**EXERCISE GOAL**.
Print the first line of the material below and each line after it, exactly as written, ending with the line that contains "use std::time::Duration;".

**EXTRACTED MATERIAL**.

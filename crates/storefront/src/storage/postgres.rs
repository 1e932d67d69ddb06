//! `PostgreSQL`-backed store.
//!
//! # Table: `storage_entries`
//!
//! - `key` - primary key
//! - `value` - stored text
//! - `updated_at` - time of the last write

use std::time::Duration;

use secrecy::{ExposeSecret, SecretString};
use sqlx::PgPool;
use sqlx::postgres::PgPoolOptions;

use super::{KeyValueStore, StorageError};

/// Store persisted to the `storage_entries` table.
#[derive(Debug, Clone)]
pub struct PgStore {
    pool: PgPool,
}

impl PgStore {
    #[must_use]
    pub const fn new(pool: PgPool) -> Self {
        Self { pool }
    }

    /// Connect with a small pool; the cart issues one query at a time.
    ///
    /// # Errors
    ///
    /// Returns `StorageError::Database` if the connection cannot be established.
    pub async fn connect(database_url: &SecretString) -> Result<Self, StorageError> {
        let pool = PgPoolOptions::new()
            .max_connections(2)
            .acquire_timeout(Duration::from_secs(10))
            .connect(database_url.expose_secret())
            .await?;

        Ok(Self::new(pool))
    }

    /// Create or upgrade the `storage_entries` table.
    ///
    /// # Errors
    ///
    /// Returns `StorageError::Migrate` if a migration fails to apply.
    pub async fn migrate(&self) -> Result<(), StorageError> {
        sqlx::migrate!("./migrations").run(&self.pool).await?;
        Ok(())
    }

    #[must_use]
    pub const fn pool(&self) -> &PgPool {
        &self.pool
    }
}

impl KeyValueStore for PgStore {
    async fn get(&self, key: &str) -> Result<Option<String>, StorageError> {
        let value = sqlx::query_scalar::<_, String>(
            "SELECT value FROM storage_entries WHERE key = $1",
        )
        .bind(key)
        .fetch_optional(&self.pool)
        .await?;

        Ok(value)
    }

    async fn set(&self, key: &str, value: String) -> Result<(), StorageError> {
        sqlx::query(
            r"
            INSERT INTO storage_entries (key, value)
            VALUES ($1, $2)
            ON CONFLICT (key) DO UPDATE
            SET value = EXCLUDED.value, updated_at = now()
            ",
        )
        .bind(key)
        .bind(value)
        .execute(&self.pool)
        .await?;

        Ok(())
    }

    async fn remove(&self, key: &str) -> Result<(), StorageError> {
        sqlx::query("DELETE FROM storage_entries WHERE key = $1")
            .bind(key)
            .execute(&self.pool)
            .await?;

        Ok(())
    }
}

**OUTPUT**.
filename crates/storefront/src/storage/postgres.rs
repository 1e932d67d69ddb06
//! `PostgreSQL`-backed store.
//!
//! # Table: `storage_entries`
//!
//! - `key` - primary key
//! - `value` - stored text
//! - `updated_at` - time of the last write

use std::time::Duration;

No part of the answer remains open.